Que faire si tu es témoin de cyberharcèlement ?

  • Signale rapidement le contenu insultant ou humiliant, ou le compte de la personne à l’origine de l’acte de cyberharcèlement via le bouton « signaler » ou en remplissant un formulaire pour décrire la situation. Les réseaux sociaux ont l’obligation de mettre en place des politiques de modération, c’est-à-dire de filtrer et de supprimer les comptes ou les contenus racistes, sexistes, insultants ou diffamatoires, et de supprimer les contenus illégaux.
  • Ne partage pas le contenu insultant car cela encourage la personne à l’origine de l’acte de cyberharcèlement et cela nuit à la victime
  • Défends la victime en public, à titre individuel ou en groupe en montrant à la personne à l’origine de l’acte de cyberharcèlement que son comportement est inacceptable et que la victime n’est pas seule. Par exemple, une personne répond au contenu dégradant et d’autres témoins solidaires peuvent suivre afin de montrer à la personne à l’origine de l’acte de cyberharcèlement qu’elle ne dispose pas d’une forme d’impunité.

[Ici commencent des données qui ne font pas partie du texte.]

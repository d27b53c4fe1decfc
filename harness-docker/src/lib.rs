//! # harness-docker
//!
//! Docker Engine backend for the BlueChi test harness.
//!
//! Containers run the integration test image with systemd as PID 1, so they
//! are created privileged. Commands run through `sh -c` via the exec API and
//! files move in and out as tar archives.

#![warn(missing_docs)]
#![warn(clippy::all)]

pub mod docker;

pub use docker::DockerBackend;
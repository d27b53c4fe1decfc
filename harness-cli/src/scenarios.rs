//! Built-in scenarios.

use std::collections::HashMap;
use std::fmt;

use async_trait::async_trait;
use clap::ValueEnum;

use harness_core::config::UnitNames;
use harness_core::{Check, Machine, Scenario};

/// Scenario selectable from the command line.
#[derive(Debug, Clone, Copy, PartialEq, Eq, ValueEnum)]
pub enum ScenarioKind {
    /// Check every BlueChi unit is up and listed.
    Smoke,
    /// Run a shell command on the controller.
    Exec,
}

impl fmt::Display for ScenarioKind {
    fn fmt(&self, f: &mut fmt::Formatter<'_>) -> fmt::Result {
        match self {
            ScenarioKind::Smoke => f.write_str("smoke"),
            ScenarioKind::Exec => f.write_str("exec"),
        }
    }
}

/// Build the scenario for `kind`.
pub fn build(kind: ScenarioKind, units: UnitNames, command: Option<String>) -> Box<dyn Scenario> {
    match kind {
        ScenarioKind::Smoke => Box::new(Smoke { units }),
        ScenarioKind::Exec => Box::new(Exec {
            command: command.unwrap_or_else(|| "true".to_string()),
        }),
    }
}

/// Controller and agents report their units active.
pub struct Smoke {
    units: UnitNames,
}

#[async_trait]
impl Scenario for Smoke {
    async fn execute(
        &self,
        controller: &Machine,
        agents: &HashMap<String, Machine>,
    ) -> anyhow::Result<()> {
        let controller_service = format!("{}.service", self.units.controller);
        let listed = controller
            .systemctl()
            .list_units(false, Check::default())
            .await?
            .output
            .text();
        anyhow::ensure!(
            listed.contains(&controller_service),
            "{} missing from unit list on {}",
            controller_service,
            controller.name()
        );
        anyhow::ensure!(
            controller
                .systemctl()
                .is_unit_in_state(&controller_service, "active")
                .await?,
            "{} is not active on {}",
            controller_service,
            controller.name()
        );

        for (node_name, machine) in agents {
            anyhow::ensure!(
                machine.systemctl().service_is_active(&self.units.agent).await?,
                "{} is not active on node {}",
                self.units.agent,
                node_name
            );
            tracing::info!("Node {} is up", node_name);
        }
        Ok(())
    }
}

/// Runs one command on the controller; a non-zero exit fails the scenario.
pub struct Exec {
    command: String,
}

#[async_trait]
impl Scenario for Exec {
    async fn execute(
        &self,
        controller: &Machine,
        _agents: &HashMap<String, Machine>,
    ) -> anyhow::Result<()> {
        let result = controller.exec(&self.command).await?;
        let output = result.output.text();
        if !result.success() {
            anyhow::bail!(
                "'{}' exited with {:?}: {}",
                self.command,
                result.exit_status,
                output
            );
        }
        println!("{}", output);
        Ok(())
    }
}
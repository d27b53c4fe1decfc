//! [`ContainerBackend`] over the Docker Engine API.

use std::collections::HashMap;
use std::path::{Path, PathBuf};

use async_trait::async_trait;
use bollard::container::{
    Config, CreateContainerOptions, DownloadFromContainerOptions, LogOutput,
    RemoveContainerOptions, StartContainerOptions, UploadToContainerOptions,
};
use bollard::exec::{CreateExecOptions, StartExecResults};
use bollard::models::{HostConfig, PortBinding};
use bollard::Docker;
use futures_util::StreamExt;

use harness_core::{
    BackendError, CommandOutput, ContainerBackend, ContainerHandle, ContainerSpec,
    OperationResult,
};

/// Lets agents reach ports bound on the host (the controller's service port).
const HOST_GATEWAY_ALIAS: &str = "host.docker.internal:host-gateway";

/// Provisions harness machines as local Docker containers.
#[derive(Debug, Clone)]
pub struct DockerBackend {
    docker: Docker,
}

impl DockerBackend {
    /// Connect using the local defaults (`DOCKER_HOST` or the unix socket).
    pub fn connect() -> Result<Self, BackendError> {
        let docker = Docker::connect_with_local_defaults().map_err(runtime)?;
        Ok(Self { docker })
    }

    /// Wrap an existing client.
    pub fn with_client(docker: Docker) -> Self {
        Self { docker }
    }
}

#[async_trait]
impl ContainerBackend for DockerBackend {
    async fn provision(&self, spec: &ContainerSpec) -> Result<ContainerHandle, BackendError> {
        let (exposed_ports, port_bindings) = port_maps(&spec.ports);

        let options = CreateContainerOptions {
            name: spec.name.clone(),
            platform: None,
        };
        let config = Config {
            image: Some(spec.image.clone()),
            hostname: Some(spec.name.clone()),
            exposed_ports: Some(exposed_ports),
            host_config: Some(HostConfig {
                privileged: Some(true),
                port_bindings: Some(port_bindings),
                extra_hosts: Some(vec![HOST_GATEWAY_ALIAS.to_string()]),
                ..Default::default()
            }),
            ..Default::default()
        };

        let created = self
            .docker
            .create_container(Some(options), config)
            .await
            .map_err(runtime)?;
        for warning in &created.warnings {
            tracing::warn!("docker: {}", warning);
        }

        let handle = ContainerHandle::new(created.id, &spec.name);
        if let Err(e) = self
            .docker
            .start_container(handle.id(), None::<StartContainerOptions<String>>)
            .await
        {
            // Don't leak a created-but-never-started container
            if let Err(cleanup) = self.destroy(&handle).await {
                tracing::warn!(
                    "Failed to remove unstarted container {}: {}",
                    handle.name(),
                    cleanup
                );
            }
            return Err(runtime(e));
        }

        tracing::debug!("Started container {} ({})", handle.name(), handle.id());
        Ok(handle)
    }

    async fn execute(
        &self,
        handle: &ContainerHandle,
        command: &str,
    ) -> Result<OperationResult, BackendError> {
        let exec_options = CreateExecOptions {
            cmd: Some(vec!["sh".to_string(), "-c".to_string(), command.to_string()]),
            attach_stdout: Some(true),
            attach_stderr: Some(true),
            ..Default::default()
        };

        let exec = self
            .docker
            .create_exec(handle.id(), exec_options)
            .await
            .map_err(|e| exec_error(handle, e))?;

        let mut output = Vec::new();
        let started = self
            .docker
            .start_exec(&exec.id, None)
            .await
            .map_err(|e| exec_error(handle, e))?;
        if let StartExecResults::Attached { output: mut stream, .. } = started {
            while let Some(msg) = stream.next().await {
                match msg.map_err(|e| exec_error(handle, e))? {
                    LogOutput::StdOut { message }
                    | LogOutput::StdErr { message }
                    | LogOutput::Console { message } => output.extend_from_slice(&message),
                    LogOutput::StdIn { .. } => {}
                }
            }
        }

        let inspect = self
            .docker
            .inspect_exec(&exec.id)
            .await
            .map_err(|e| exec_error(handle, e))?;

        Ok(OperationResult {
            exit_status: inspect.exit_code,
            output: CommandOutput::from_bytes(output),
        })
    }

    async fn write_file(
        &self,
        handle: &ContainerHandle,
        path: &str,
        contents: &[u8],
    ) -> Result<(), BackendError> {
        let archive = build_archive(path, contents)?;
        let options = UploadToContainerOptions {
            path: "/".to_string(),
            ..Default::default()
        };

        self.docker
            .upload_to_container(handle.id(), Some(options), archive.into())
            .await
            .map_err(|e| BackendError::Transfer {
                container: handle.name().to_string(),
                path: path.to_string(),
                reason: e.to_string(),
            })
    }

    async fn fetch_file(
        &self,
        handle: &ContainerHandle,
        path: &str,
        dest_dir: &Path,
    ) -> Result<PathBuf, BackendError> {
        let transfer_error = |reason: String| BackendError::Transfer {
            container: handle.name().to_string(),
            path: path.to_string(),
            reason,
        };

        let file_name = Path::new(path)
            .file_name()
            .ok_or_else(|| transfer_error("path has no file name".into()))?;

        let options = DownloadFromContainerOptions {
            path: path.to_string(),
        };
        let mut stream = Box::pin(
            self.docker
                .download_from_container(handle.id(), Some(options)),
        );

        let mut archive = Vec::new();
        while let Some(chunk) = stream.next().await {
            let chunk = chunk.map_err(|e| transfer_error(e.to_string()))?;
            archive.extend_from_slice(&chunk);
        }

        tar::Archive::new(archive.as_slice()).unpack(dest_dir)?;

        let local = dest_dir.join(file_name);
        if !local.exists() {
            return Err(transfer_error("archive did not contain the file".into()));
        }
        Ok(local)
    }

    async fn destroy(&self, handle: &ContainerHandle) -> Result<(), BackendError> {
        let options = RemoveContainerOptions {
            force: true,
            v: true,
            ..Default::default()
        };

        match self.docker.remove_container(handle.id(), Some(options)).await {
            Ok(()) => {
                tracing::debug!("Removed container {}", handle.name());
                Ok(())
            }
            Err(e) if is_not_found(&e) => {
                tracing::debug!("Container {} already removed", handle.name());
                Ok(())
            }
            Err(e) => Err(runtime(e)),
        }
    }
}

fn runtime(e: bollard::errors::Error) -> BackendError {
    BackendError::Runtime(Box::new(e))
}

fn exec_error(handle: &ContainerHandle, e: bollard::errors::Error) -> BackendError {
    if is_not_found(&e) {
        return BackendError::NotFound(handle.name().to_string());
    }
    BackendError::Exec {
        container: handle.name().to_string(),
        reason: e.to_string(),
    }
}

fn is_not_found(e: &bollard::errors::Error) -> bool {
    matches!(
        e,
        bollard::errors::Error::DockerResponseServerError {
            status_code: 404,
            ..
        }
    )
}

type ExposedPorts = HashMap<String, HashMap<(), ()>>;
type PortBindings = HashMap<String, Option<Vec<PortBinding>>>;

/// Translate `container port -> host port` into Docker's two port maps.
fn port_maps(ports: &HashMap<String, String>) -> (ExposedPorts, PortBindings) {
    let mut exposed = HashMap::new();
    let mut bindings = HashMap::new();

    for (service, host) in ports {
        let key = if service.contains('/') {
            service.clone()
        } else {
            format!("{}/tcp", service)
        };
        exposed.insert(key.clone(), HashMap::new());
        bindings.insert(
            key,
            Some(vec![PortBinding {
                host_ip: None,
                host_port: Some(host.clone()),
            }]),
        );
    }

    (exposed, bindings)
}

/// Single-entry tar archive placing `contents` at absolute `path` when
/// extracted at `/`.
fn build_archive(path: &str, contents: &[u8]) -> std::io::Result<Vec<u8>> {
    let relative = path.trim_start_matches('/');

    let mut header = tar::Header::new_gnu();
    header.set_size(contents.len() as u64);
    header.set_mode(0o644);
    header.set_cksum();

    let mut builder = tar::Builder::new(Vec::new());
    builder.append_data(&mut header, relative, contents)?;
    builder.into_inner()
}
//! Provisioned container hosting one role of the service under test.

use std::path::{Path, PathBuf};
use std::sync::Arc;
use std::time::Duration;

use tracing::{Instrument, Span};

use crate::backend::{ContainerBackend, ContainerHandle, ContainerSpec, OperationResult};
use crate::config::{AgentConfig, ControllerConfig};
use crate::error::{HarnessError, OperationError, ProvisioningError, Result};
use crate::systemctl::{Check, SystemCtl};
use crate::valgrind::is_valgrind_log;

/// Directory valgrind writes its logs to inside a container.
pub const VALGRIND_LOG_DIR: &str = "/var/log/valgrind";

/// Directory instrumented binaries write coverage data to.
pub const COVERAGE_DATA_DIR: &str = "/var/tmp/bluechi-coverage";

/// Role a machine plays in the cluster.
#[derive(Debug, Clone, PartialEq, Eq)]
pub enum Role {
    /// Controller node.
    Controller(ControllerConfig),
    /// Agent node.
    Agent(AgentConfig),
}

impl Role {
    fn config_file(&self) -> (String, String) {
        match self {
            Role::Controller(cfg) => (cfg.config_path.clone(), cfg.render()),
            Role::Agent(cfg) => (cfg.config_path.clone(), cfg.render()),
        }
    }
}

/// One provisioned container.
///
/// A `Machine` only exists once its container does, so its [`SystemCtl`]
/// can never run against an unprovisioned container.
pub struct Machine {
    name: String,
    role: Role,
    backend: Arc<dyn ContainerBackend>,
    handle: ContainerHandle,
    systemctl: SystemCtl,
    valgrind: bool,
    destroyed: bool,
    span: Span,
}

impl std::fmt::Debug for Machine {
    fn fmt(&self, f: &mut std::fmt::Formatter<'_>) -> std::fmt::Result {
        f.debug_struct("Machine")
            .field("name", &self.name)
            .field("handle", &self.handle)
            .field("valgrind", &self.valgrind)
            .field("destroyed", &self.destroyed)
            .finish()
    }
}

impl Machine {
    /// Provision a container and deploy the role's configuration file.
    ///
    /// If deploying the configuration fails, the container is destroyed
    /// before the error is returned.
    pub async fn provision(
        backend: Arc<dyn ContainerBackend>,
        spec: &ContainerSpec,
        role: Role,
        parent: &Span,
    ) -> Result<Self> {
        let span = tracing::info_span!(parent: parent, "machine", name = %spec.name);
        tracing::debug!(parent: &span, "Provisioning container from image {}", spec.image);

        let handle = backend
            .provision(spec)
            .instrument(span.clone())
            .await
            .map_err(|source| ProvisioningError::Container {
                name: spec.name.clone(),
                source,
            })?;

        let systemctl = SystemCtl::new(backend.clone(), handle.clone(), span.clone());
        let mut machine = Self {
            name: spec.name.clone(),
            role,
            backend,
            handle,
            systemctl,
            valgrind: false,
            destroyed: false,
            span,
        };

        let (path, contents) = machine.role.config_file();
        let deployed = machine
            .backend
            .write_file(&machine.handle, &path, contents.as_bytes())
            .await;
        if let Err(e) = deployed {
            tracing::error!(parent: &machine.span, "Failed to deploy configuration: {}", e);
            machine.cleanup().await;
            return Err(e.into());
        }

        Ok(machine)
    }

    /// Machine (container) name.
    pub fn name(&self) -> &str {
        &self.name
    }

    /// Role of this machine.
    pub fn role(&self) -> &Role {
        &self.role
    }

    /// Container handle.
    pub fn handle(&self) -> &ContainerHandle {
        &self.handle
    }

    /// Unit controller bound to this container.
    pub fn systemctl(&self) -> &SystemCtl {
        &self.systemctl
    }

    /// Whether units on this machine run under valgrind.
    pub fn valgrind_enabled(&self) -> bool {
        self.valgrind
    }

    /// Whether the container has been released.
    pub fn is_destroyed(&self) -> bool {
        self.destroyed
    }

    /// Run an arbitrary shell command inside the container.
    pub async fn exec(&self, command: &str) -> Result<OperationResult> {
        tracing::debug!(parent: &self.span, "exec: {}", command);
        let result = self
            .backend
            .execute(&self.handle, command)
            .instrument(self.span.clone())
            .await?;
        Ok(result)
    }

    /// Run a command and fail on a non-zero exit status.
    pub async fn exec_ok(&self, command: &str) -> Result<OperationResult> {
        let result = self.exec(command).await?;
        if !result.success() {
            let err = OperationError::CommandStatus {
                operation: command.to_string(),
                actual: result.exit_status,
                expected: 0,
                output: result.output.text(),
            };
            tracing::error!(parent: &self.span, "{}", err);
            return Err(err.into());
        }
        Ok(result)
    }

    /// Wrap `units` with valgrind via systemd drop-ins and reload.
    pub async fn enable_valgrind(&mut self, units: &[&str]) -> Result<()> {
        self.exec_ok(&format!("mkdir -p {}", VALGRIND_LOG_DIR))
            .await?;
        for unit in units {
            let dropin = format!("/etc/systemd/system/{}.service.d/10-valgrind.conf", unit);
            let contents = format!(
                "[Service]\nExecStart=\nExecStart=/usr/bin/valgrind -s --leak-check=yes --log-file={}/{}-valgrind-%p.log /usr/libexec/{}\n",
                VALGRIND_LOG_DIR, unit, unit
            );
            self.backend
                .write_file(&self.handle, &dropin, contents.as_bytes())
                .await?;
        }
        self.systemctl.daemon_reload(Check::default()).await?;
        self.valgrind = true;
        tracing::info!(parent: &self.span, "Valgrind enabled for {:?}", units);
        Ok(())
    }

    /// Poll until `unit` reports `state`, failing after `timeout`.
    pub async fn wait_for_unit_state(
        &self,
        unit: &str,
        state: &str,
        timeout: Duration,
        poll_interval: Duration,
    ) -> Result<()> {
        let mut last_state = String::new();
        let poll = async {
            loop {
                last_state = self.systemctl.get_unit_state(unit).await?;
                if last_state == state {
                    tracing::info!(parent: &self.span, "Unit {} is {}", unit, state);
                    return Ok::<(), HarnessError>(());
                }
                tokio::time::sleep(poll_interval).await;
            }
        };
        let outcome = tokio::time::timeout(timeout, poll).await;

        match outcome {
            Ok(result) => result,
            Err(_) => {
                let err = ProvisioningError::UnitTimeout {
                    machine: self.name.clone(),
                    unit: unit.to_string(),
                    state: state.to_string(),
                    waited: timeout,
                    last_state,
                };
                tracing::error!(parent: &self.span, "{}", err);
                Err(err.into())
            }
        }
    }

    /// Write the container journal to `<dir>/journal-<machine>.log`.
    pub async fn gather_journal_logs(&self, dir: &Path) -> Result<PathBuf> {
        let result = self.exec("journalctl --no-pager").await?;
        let path = dir.join(format!("journal-{}.log", self.name));
        tokio::fs::write(&path, result.output.into_bytes()).await?;
        tracing::debug!(parent: &self.span, "Journal written to {}", path.display());
        Ok(path)
    }

    /// Copy valgrind logs into `dir`, prefixed with the machine name.
    pub async fn gather_valgrind_logs(&self, dir: &Path) -> Result<Vec<PathBuf>> {
        let listing = self
            .exec_ok(&format!("ls -1 {}", VALGRIND_LOG_DIR))
            .await?
            .output
            .text();

        let mut gathered = Vec::new();
        for file in listing.lines().map(str::trim).filter(|f| is_valgrind_log(f)) {
            let remote = format!("{}/{}", VALGRIND_LOG_DIR, file);
            let fetched = self.backend.fetch_file(&self.handle, &remote, dir).await?;
            let target = dir.join(format!("{}-{}", self.name, file));
            tokio::fs::rename(&fetched, &target).await?;
            gathered.push(target);
        }
        tracing::debug!(parent: &self.span, "Gathered {} valgrind logs", gathered.len());
        Ok(gathered)
    }

    /// Capture coverage data with lcov and copy the tracefile into `dir`.
    pub async fn gather_coverage(&self, dir: &Path) -> Result<PathBuf> {
        let remote = format!("/tmp/coverage-{}.info", self.name);
        self.exec_ok(&format!(
            "lcov --capture --directory {} --output-file {}",
            COVERAGE_DATA_DIR, remote
        ))
        .await?;
        let path = self.backend.fetch_file(&self.handle, &remote, dir).await?;
        Ok(path)
    }

    /// Stop and remove the container. Later calls are no-ops.
    ///
    /// Errors are logged, not returned; cleanup runs in failing contexts.
    pub async fn cleanup(&mut self) {
        if self.destroyed {
            tracing::debug!(parent: &self.span, "Already destroyed");
            return;
        }
        self.destroyed = true;
        if let Err(e) = self.backend.destroy(&self.handle).await {
            tracing::error!(parent: &self.span, "Failed to remove container: {}", e);
        }
    }
}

Un groupe Facebook ou Instagram peut aussi être créé pour se mobiliser quand apparaît une situation de harcèlement en ligne. Une forte mobilisation groupée constitue une barrière essentielle au harcèlement car elle a plus d’influence que l’intervention d’une seule personne.
  • Contacte la victime en privé pour lui manifester ton soutien. Tu peux lui demander comment elle va, l’écouter si elle a besoin de se confier, lui partager des ressources et des pistes pour mettre fin au harcèlement et l’inciter à en parler. Parfois, cette personne n’est pas au courant que du contenu circule sur elle sur Internet.
  • Rappelle le cadre légal à la personne à l’origine de l’acte de cyberharcèlement et que son comportement est punissable par la loi.
  • Avec l’accord de la victime, tu peux l’aider dans ses démarches  : en l’aidant à porter plainte auprès de la police ou de l’Institut pour l’égalité des femmes et des hommes (l’IEFH) en cas de harcèlement sexiste ; à faire un signalement auprès de I’IEFH ou d’UNIA (service de lutte contre la discrimination et de promotion de l’égalité des chances) ; à contacter les réseaux sociaux ou le fournisseur de service Internet (FSI) si vous connaissez la personne à l’origine du cyberharcèlement ; à constituer un dossier avec différentes preuves etc.

C’est important d’en parler. Ne reste pas seul·e face au cyberharcèlement.